__TASK TO CARRY OUT__
Note how many lines in the entries below contain the string "never", and answer with that number and no other text.

__DATA FOR THIS EXERCISE__
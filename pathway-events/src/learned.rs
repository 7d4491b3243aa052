//! Learned reducer: preferences, concepts, and constraints, with confidence
//! clamped to `[0, 1]`.
//!
//! Learned state is global across branches and backtracks: this reducer
//! never rewinds on `Backtracked`, realizing the "learning persists"
//! guarantee (§4.3).

use pathway_core::{ConceptEntry, EventPayload, LearnedView, StoredEvent, ValueEntry};

/// Clamps `x` to the closed interval `[lo, hi]`.
fn clamp(x: f64, lo: f64, hi: f64) -> f64 {
    x.max(lo).min(hi)
}

/// Folds `events` (in `seq` order) into a [`LearnedView`].
pub fn reduce_learned(events: &[StoredEvent]) -> LearnedView {
    let mut view = LearnedView::empty();

    for event in events {
        match &event.payload {
            EventPayload::PreferenceLearned(payload) => {
                apply_value_update(
                    &mut view.preferences,
                    &payload.key,
                    &payload.value,
                    payload.confidence_delta,
                    event.seq,
                    false,
                );
            }
            EventPayload::ConstraintLearned(payload) => {
                apply_value_update(
                    &mut view.constraints,
                    &payload.key,
                    &payload.value,
                    payload.confidence_delta,
                    event.seq,
                    true,
                );
            }
            EventPayload::ConceptLearned(payload) => {
                let entry = view
                    .concepts
                    .entry(payload.concept_id.clone())
                    .or_insert_with(|| ConceptEntry {
                        summary: payload.summary.clone(),
                        confidence: 0.0,
                        evidence_event_ids: Vec::new(),
                        first_seen_seq: event.seq,
                        last_updated_seq: event.seq,
                    });
                entry.summary = payload.summary.clone();
                entry.confidence = clamp(entry.confidence + payload.confidence_delta, 0.0, 1.0);
                entry.last_updated_seq = event.seq;
                if let Some(evidence_event_id) = &payload.evidence_event_id {
                    if !entry.evidence_event_ids.contains(evidence_event_id) {
                        entry.evidence_event_ids.push(evidence_event_id.clone());
                    }
                }
            }
            _ => {}
        }
    }

    view
}

/// Shared update rule for `preferences` and `constraints`: same clamp and
/// first/last-seen bookkeeping; `always_replace_value` selects the
/// constraint-specific "latest value always wins" rule over the
/// preference-specific "same value accumulates, different value resets"
/// rule (§4.3).
fn apply_value_update(
    table: &mut std::collections::HashMap<String, ValueEntry>,
    key: &str,
    value: &str,
    delta: f64,
    seq: u64,
    always_replace_value: bool,
) {
    match table.get_mut(key) {
        None => {
            table.insert(
                key.to_string(),
                ValueEntry {
                    value: value.to_string(),
                    confidence: clamp(delta, 0.0, 1.0),
                    first_seen_seq: seq,
                    last_updated_seq: seq,
                },
            );
        }
        Some(entry) => {
            if always_replace_value {
                entry.value = value.to_string();
                entry.confidence = clamp(delta, 0.0, 1.0);
                entry.last_updated_seq = seq;
            } else if entry.value == value {
                entry.confidence = clamp(entry.confidence + delta, 0.0, 1.0);
                entry.last_updated_seq = seq;
            } else {
                entry.value = value.to_string();
                entry.confidence = clamp(delta, 0.0, 1.0);
                entry.last_updated_seq = seq;
            }
        }
    }
}

#[cfg(test)]
mod tests {
    use super::*;
    use pathway_test_utils::fixtures;

    #[test]
    fn confidence_clamps_at_one() {
        let events = fixtures::confidence_clamp("s");
        let view = reduce_learned(&events);
        assert_eq!(view.preferences["x"].confidence, 1.0);
    }

    #[test]
    fn learning_survives_backtrack() {
        let events = fixtures::learning_persists_across_backtrack("s2");
        let view = reduce_learned(&events);
        let pref = &view.preferences["style"];
        assert_eq!(pref.value, "terse");
        assert_eq!(pref.confidence, 0.5);
    }

    #[test]
    fn preference_value_change_resets_confidence() {
        use pathway_core::{EventPayload, PreferenceLearnedPayload};

        let mut builder = fixtures::EventSeqBuilder::new("s4");
        builder.push(
            "main",
            None,
            None,
            EventPayload::PreferenceLearned(PreferenceLearnedPayload {
                key: "style".to_string(),
                value: "terse".to_string(),
                confidence_delta: 0.5,
            }),
        );
        builder.push(
            "main",
            None,
            None,
            EventPayload::PreferenceLearned(PreferenceLearnedPayload {
                key: "style".to_string(),
                value: "verbose".to_string(),
                confidence_delta: 0.3,
            }),
        );
        let events = builder.build();

        let view = reduce_learned(&events);
        let pref = &view.preferences["style"];
        assert_eq!(pref.value, "verbose");
        assert_eq!(pref.confidence, 0.3);
        assert_eq!(pref.first_seen_seq, 1);
        assert_eq!(pref.last_updated_seq, 2);
    }
}
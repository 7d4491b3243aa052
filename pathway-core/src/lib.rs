//! Pathway Core - event taxonomy, envelope, validation, config, and errors.
//!
//! Pure data structures and the validation rules that govern them. No I/O,
//! no storage, no reducer logic — those live in `pathway-storage` and
//! `pathway-events`, both of which depend on this crate.

mod config;
mod envelope;
mod error;
mod ids;
mod kinds;
mod validate;
mod views;

pub use config::{PathwayConfig, DEFAULT_MAX_PAYLOAD_SIZE, DEFAULT_SESSION_ID_MAX_LENGTH};
pub use envelope::{NewEvent, StoredEvent};
pub use error::{PathwayError, PathwayResult};
pub use ids::{Actor, ActorKind, ArtifactId, EventId, HeadId, SessionId, WaypointId, MAX_ID_LENGTH};
pub use kinds::{
    ArtifactCreatedPayload, ArtifactSupersededPayload, ArtifactType, BacktrackedPayload,
    BlockCategory, BlockedPayload, ChoiceMadePayload, ConceptLearnedPayload,
    ConstraintLearnedPayload, EventKind, EventPayload, IntentCreatedPayload,
    MergedPayload, PreferenceLearnedPayload, ReplannedPayload, SideEffect,
    StepCompletedPayload, TrailVersionCreatedPayload, WaypointEnteredPayload,
};
pub use validate::{
    validate_event_id, validate_merge_sources, validate_payload_size, validate_session_id,
    validate_smaller_seq, validate_ts_non_decreasing,
};
pub use views::{
    ArtifactEntry, ArtifactView, ConceptEntry, JourneyView, LearnedView, ReducerWarning,
    SessionState, ValueEntry, VisitedEntry,
};
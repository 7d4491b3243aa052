//! Session composer: folds one session's ordered event stream through all
//! three reducers and assembles a [`SessionState`].

use crate::artifacts::reduce_artifacts;
use crate::journey::reduce_journey;
use crate::learned::reduce_learned;
use pathway_core::{SessionState, StoredEvent};

/// Composes a [`SessionState`] from `events`, which callers must already
/// have ordered by `seq` (the store guarantees this on read).
///
/// Pure over its input: replaying the same events always yields the same
/// state, since none of the three reducers hold state beyond the view they
/// build during the fold.
pub fn compose(events: &[StoredEvent]) -> SessionState {
    let journey = reduce_journey(events);
    let learned = reduce_learned(events);
    let (artifacts, mut warnings) = reduce_artifacts(events);

    let latest_seq = events.last().map(|e| e.seq).unwrap_or(0);
    let event_count = events.len() as u64;

    warnings.sort_by(warning_sort_key);
    for warning in &warnings {
        tracing::warn!(?warning, "reducer warning");
    }

    SessionState {
        journey,
        learned,
        artifacts,
        event_count,
        latest_seq,
        warnings,
    }
}

/// Orders warnings by variant then by their leading id, so composing the
/// same events always returns warnings in the same order.
fn warning_sort_key(a: &pathway_core::ReducerWarning, b: &pathway_core::ReducerWarning) -> std::cmp::Ordering {
    fn rank(w: &pathway_core::ReducerWarning) -> (u8, String) {
        use pathway_core::ReducerWarning::*;
        match w {
            DuplicateArtifact { artifact_id, .. } => (0, artifact_id.as_str().to_string()),
            SupersedenceCycle { artifact_id } => (1, artifact_id.as_str().to_string()),
            DanglingSupersedence { old_artifact_id, .. } => (2, old_artifact_id.as_str().to_string()),
        }
    }
    rank(a).cmp(&rank(b))
}
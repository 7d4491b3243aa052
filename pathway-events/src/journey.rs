//! Journey reducer: position, branch topology, and waypoint history.
//!
//! Folds a session's event stream, in `seq` order, into a [`JourneyView`].
//! The fold is a single left-to-right pass; no reducer here holds state
//! beyond the running view being built.

use pathway_core::{EventId, EventKind, EventPayload, HeadId, JourneyView, StoredEvent, VisitedEntry};
use std::collections::HashMap;

/// The event kinds that move a head's logical position (as opposed to
/// merely advancing its tip). `Backtracked` is handled separately since it
/// moves position to an event *other* than itself.
fn moves_position_on_kind(kind: EventKind) -> bool {
    matches!(
        kind,
        EventKind::WaypointEntered | EventKind::ChoiceMade | EventKind::StepCompleted | EventKind::Blocked
    )
}

/// Folds `events` (already in `seq` order) into a [`JourneyView`].
///
/// `events` is expected to belong to a single session; the reducer does not
/// itself enforce that, mirroring the rest of this crate's reducers.
pub fn reduce_journey(events: &[StoredEvent]) -> JourneyView {
    let mut branch_tips: HashMap<HeadId, EventId> = HashMap::new();
    let mut positions: HashMap<HeadId, EventId> = HashMap::new();
    let mut visited: Vec<VisitedEntry> = Vec::new();
    let mut active_head_id = HeadId::default();

    for event in events {
        active_head_id = event.head_id.clone();

        match &event.payload {
            EventPayload::Merged(payload) => {
                for source in &payload.source_head_ids {
                    branch_tips.remove(&HeadId::new(source.as_str()));
                }
                let into = HeadId::new(payload.into_head_id.as_str());
                branch_tips.insert(into, event.event_id.clone());
            }
            EventPayload::Backtracked(payload) => {
                branch_tips.insert(event.head_id.clone(), event.event_id.clone());
                positions.insert(event.head_id.clone(), payload.target_event_id.clone());
            }
            _ => {
                branch_tips.insert(event.head_id.clone(), event.event_id.clone());

                if let Some(waypoint_id) = &event.waypoint_id {
                    visited.push(VisitedEntry {
                        waypoint_id: waypoint_id.clone(),
                        event_id: event.event_id.clone(),
                        ts: event.ts,
                    });
                    positions.insert(event.head_id.clone(), event.event_id.clone());
                } else if moves_position_on_kind(event.kind) {
                    positions.insert(event.head_id.clone(), event.event_id.clone());
                }
            }
        }
    }

    let position_event_id = positions.get(&active_head_id).cloned();

    let backtrack_targets = position_event_id
        .as_ref()
        .map(|pos| ancestor_chain(events, pos))
        .unwrap_or_default();

    JourneyView {
        active_head_id,
        position_event_id,
        branch_tips,
        visited,
        backtrack_targets,
    }
}

/// Walks `parent_event_id` links starting at `from`'s parent, returning the
/// ancestor chain (nearest first), excluding `from` itself.
fn ancestor_chain(events: &[StoredEvent], from: &EventId) -> Vec<EventId> {
    let by_id: HashMap<&EventId, &StoredEvent> = events.iter().map(|e| (&e.event_id, e)).collect();

    let mut chain = Vec::new();
    let mut current = by_id.get(from).and_then(|e| e.parent_event_id.as_ref());
    while let Some(event_id) = current {
        chain.push(event_id.clone());
        current = by_id.get(event_id).and_then(|e| e.parent_event_id.as_ref());
    }
    chain
}

#[cfg(test)]
mod tests {
    use super::*;
    use pathway_test_utils::fixtures;

    #[test]
    fn empty_stream_yields_empty_view() {
        let view = reduce_journey(&[]);
        assert!(view.position_event_id.is_none());
        assert!(view.branch_tips.is_empty());
        assert!(view.visited.is_empty());
    }

    #[test]
    fn waypoint_entered_sets_position_and_visited() {
        let events = fixtures::intent_then_waypoint("s1", "w1");
        let view = reduce_journey(&events);
        assert_eq!(view.visited.len(), 1);
        assert_eq!(view.position_event_id, Some(events[1].event_id.clone()));
    }

    #[test]
    fn backtrack_moves_position_without_truncating_visited() {
        let events = fixtures::learning_persists_across_backtrack("s2");
        let view = reduce_journey(&events);
        assert_eq!(view.position_event_id, Some(events[0].event_id.clone()));
        assert_eq!(view.visited.len(), 1);
    }

    #[test]
    fn divergent_parent_creates_second_branch_tip() {
        let events = fixtures::divergent_branch("s3");
        let view = reduce_journey(&events);
        assert_eq!(view.branch_tips.len(), 2);
        assert_eq!(view.active_head_id, HeadId::new("alt"));
    }
}
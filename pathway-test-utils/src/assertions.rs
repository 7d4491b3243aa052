//! Custom assertions for Pathway-specific invariants (§8).

use pathway_core::StoredEvent;

/// Asserts that `events`' seqs are exactly `{1..events.len()}`, i.e. gapless
/// and starting at 1, regardless of the order they appear in `events`.
pub fn assert_seqs_gapless(events: &[StoredEvent]) {
    let mut seqs: Vec<u64> = events.iter().map(|e| e.seq).collect();
    seqs.sort_unstable();
    let expected: Vec<u64> = (1..=events.len() as u64).collect();
    assert_eq!(seqs, expected, "seqs must be exactly {{1..N}} with no gaps");
}

/// Asserts every event whose `parent_event_id` is set resolves to an event
/// in the same slice with strictly smaller `seq`.
pub fn assert_parents_resolve(events: &[StoredEvent]) {
    use std::collections::HashMap;
    let by_id: HashMap<&pathway_core::EventId, &StoredEvent> =
        events.iter().map(|e| (&e.event_id, e)).collect();
    for event in events {
        if let Some(parent_id) = &event.parent_event_id {
            let parent = by_id
                .get(parent_id)
                .unwrap_or_else(|| panic!("parent {:?} does not resolve", parent_id));
            assert!(
                parent.seq < event.seq,
                "parent seq {} must be smaller than child seq {}",
                parent.seq,
                event.seq
            );
        }
    }
}

/// Asserts a confidence value lies in the closed unit interval.
pub fn assert_confidence_in_range(confidence: f64) {
    assert!(
        (0.0..=1.0).contains(&confidence),
        "confidence {} out of [0,1]",
        confidence
    );
}
//! The `EventStore` trait conformed to by every backend in this crate.
//!
//! One trait, two backends ([`crate::memory::InMemoryEventStore`] and
//! [`crate::sqlite::SqliteEventStore`]): the scenario battery in each
//! backend's test module runs against both, so neither can silently diverge
//! on sequencing or validation behavior.

use async_trait::async_trait;
use pathway_core::{EventId, HeadId, NewEvent, PathwayResult, SessionId, StoredEvent};
use std::collections::HashMap;

/// Sort order for [`EventStore::get_events`].
#[derive(Debug, Clone, Copy, PartialEq, Eq)]
pub enum Order {
    Asc,
    Desc,
}

/// Filters accepted by [`EventStore::get_events`]. All fields are optional;
/// an unset field does not narrow the result.
#[derive(Debug, Clone, Default)]
pub struct EventFilter {
    pub kind: Option<pathway_core::EventKind>,
    pub head_id: Option<HeadId>,
    pub seq_min: Option<u64>,
    pub seq_max: Option<u64>,
    pub limit: Option<u64>,
    pub offset: Option<u64>,
    pub order: Option<Order>,
}

impl EventFilter {
    pub fn matches(&self, event: &StoredEvent) -> bool {
        if let Some(kind) = self.kind {
            if event.kind != kind {
                return false;
            }
        }
        if let Some(head_id) = &self.head_id {
            if &event.head_id != head_id {
                return false;
            }
        }
        if let Some(seq_min) = self.seq_min {
            if event.seq < seq_min {
                return false;
            }
        }
        if let Some(seq_max) = self.seq_max {
            if event.seq > seq_max {
                return false;
            }
        }
        true
    }
}

/// One row of [`EventStore::list_sessions`].
#[derive(Debug, Clone, PartialEq)]
pub struct SessionSummary {
    pub session_id: SessionId,
    pub event_count: u64,
    pub latest_ts: chrono::DateTime<chrono::Utc>,
}

/// Durable append-only event log, keyed by session.
///
/// `append` is the only mutating method; everything else is a read. Per
/// §5, `seq` allocation within a session is serialized so concurrent
/// appends never produce gaps or duplicate seqs; across sessions no
/// ordering is promised.
#[async_trait]
pub trait EventStore: Send + Sync {
    /// Validates, assigns `seq` (and `event_id` if absent), and persists
    /// `event`. Returns the fully-populated [`StoredEvent`].
    async fn append(&self, event: NewEvent) -> PathwayResult<StoredEvent>;

    /// Fetches a single event by id.
    async fn get_event(&self, event_id: &EventId) -> PathwayResult<StoredEvent>;

    /// Fetches a session's events, in `seq` order unless `filter.order`
    /// overrides it, narrowed by `filter`.
    async fn get_events(
        &self,
        session_id: &SessionId,
        filter: &EventFilter,
    ) -> PathwayResult<Vec<StoredEvent>>;

    /// Events whose `parent_event_id` equals `event_id`.
    async fn get_children(&self, event_id: &EventId) -> PathwayResult<Vec<StoredEvent>>;

    /// Current branch tips for a session: `head_id → tip_event_id`.
    async fn get_heads(&self, session_id: &SessionId) -> PathwayResult<HashMap<HeadId, EventId>>;

    /// Summaries of every session known to the store.
    async fn list_sessions(&self) -> PathwayResult<Vec<SessionSummary>>;
}
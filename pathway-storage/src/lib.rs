//! Pathway Storage - the durable [`EventStore`] trait and its two
//! conforming backends, plus the JSONL transport codec.
//!
//! One trait ([`store::EventStore`]), two backends ([`memory::InMemoryEventStore`]
//! and [`sqlite::SqliteEventStore`]): callers write against the trait and
//! choose a backend by deployment shape, not by API surface.

pub mod jsonl;
pub mod memory;
pub mod sqlite;
pub mod store;

pub use jsonl::{export_session, find_event, import_events};
pub use memory::InMemoryEventStore;
pub use sqlite::SqliteEventStore;
pub use store::{EventFilter, EventStore, Order, SessionSummary};
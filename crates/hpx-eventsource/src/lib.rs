//! # hpx-eventsource
//!
//! Client-side Server-Sent Events engine: a long-lived, auto-reconnecting
//! `text/event-stream` connection that is parsed incrementally into message
//! events and exposes a `CONNECTING` / `OPEN` / `CLOSED` lifecycle.
//!
//! ## Features
//!
//! - **Incremental parsing**: LF / CR / CRLF line endings, BOM stripping and
//!   chunk boundaries anywhere, per the HTML Living Standard.
//! - **Resumption**: the last `id` seen is sent back as `Last-Event-ID` on
//!   every reconnection.
//! - **Backoff**: reconnection delays grow geometrically from the server's
//!   `retry` interval and reset on every successful open.
//! - **Buffer bounding**: a stream that delivers more than the configured
//!   limit is silently restarted.
//! - **Deferred delivery**: notifications are queued and re-checked against
//!   the ready state when the consumer receives them, so nothing is
//!   delivered after `close()`.
//!
//! ## Architecture
//!
//! ```text
//! EventSource::connect(config, transport)
//!   └─ spawns ConnectionManager ──► Transport::start(request)
//!        │                              │ body chunks
//!        │                              ▼
//!        │                         StreamParser ──► DispatchQueue (mpsc)
//!        │                              │                 │
//!        │                         BufferGuard            ▼
//!        │                                         EventSourceStream
//!        └─ ReconnectionPolicy ◄── loss / end of stream
//! ```
//!
//! ## Quick Start
//!
//! ```rust,no_run
//! use hpx_eventsource::{EventSource, EventSourceConfig, Notification};
//!
//! # async fn example() -> Result<(), Box<dyn std::error::Error>> {
//! let config = EventSourceConfig::new("http://localhost:8080/events");
//! let mut source = EventSource::connect_http(config).await?;
//!
//! while let Some(notification) = source.next_notification().await {
//!     match notification {
//!         Notification::Open => println!("open"),
//!         Notification::Message(event) => {
//!             println!("{}: {}", event.event_type(), event.data());
//!         }
//!         Notification::Error(err) if !err.reconnecting => break,
//!         _ => {}
//!     }
//! }
//! source.close();
//! # Ok(())
//! # }
//! ```

pub mod buffer_guard;
pub mod config;
pub mod connection;
pub mod dispatch;
pub mod error;
pub mod parse;
pub mod reconnect;
pub mod state;
pub mod transport;

#[cfg(feature = "hyper-transport")]
pub mod hyper_transport;

pub use buffer_guard::BufferGuard;
pub use config::{
    EventSourceConfig, Settings, set_default_reconnection_interval, set_max_buffer_size,
    set_reconnection_growth_rate,
};
pub use connection::{EventSource, EventSourceHandle};
pub use dispatch::{ErrorEvent, EventSourceStream, Notification};
pub use error::{EventSourceError, EventSourceResult};
#[cfg(feature = "hyper-transport")]
pub use hyper_transport::HyperTransport;
pub use parse::{MessageEvent, StreamParser};
pub use reconnect::ReconnectionPolicy;
pub use state::{ReadyState, ResumeState};
pub use transport::{
    AlwaysOnline, BodyStream, NetworkMonitor, NetworkStatus, StreamRequest, Transport,
    TransportResponse,
};
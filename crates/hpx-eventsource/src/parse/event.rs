//! Completed application-level events.

use bytes_utils::Str;

/// A message dispatched from a completed event block.
///
/// Only blocks that accumulated at least one `data` line produce a message.
#[derive(Debug, Clone, PartialEq, Eq)]
pub struct MessageEvent {
    /// Event type (`"message"` unless the block set an `event` field).
    pub event: Str,
    /// Payload, `data` lines joined by `\n`.
    pub data: Str,
    /// Serialized origin of the response that carried the event.
    pub origin: Str,
    /// Connection's last event ID at dispatch time.
    pub last_event_id: Str,
}

impl MessageEvent {
    /// Event type.
    pub fn event_type(&self) -> &str {
        &self.event
    }

    /// Payload.
    pub fn data(&self) -> &str {
        &self.data
    }

    /// Origin of the stream.
    pub fn origin(&self) -> &str {
        &self.origin
    }

    /// Last event ID.
    pub fn last_event_id(&self) -> &str {
        &self.last_event_id
    }
}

__WRITTEN RESPONSE__
2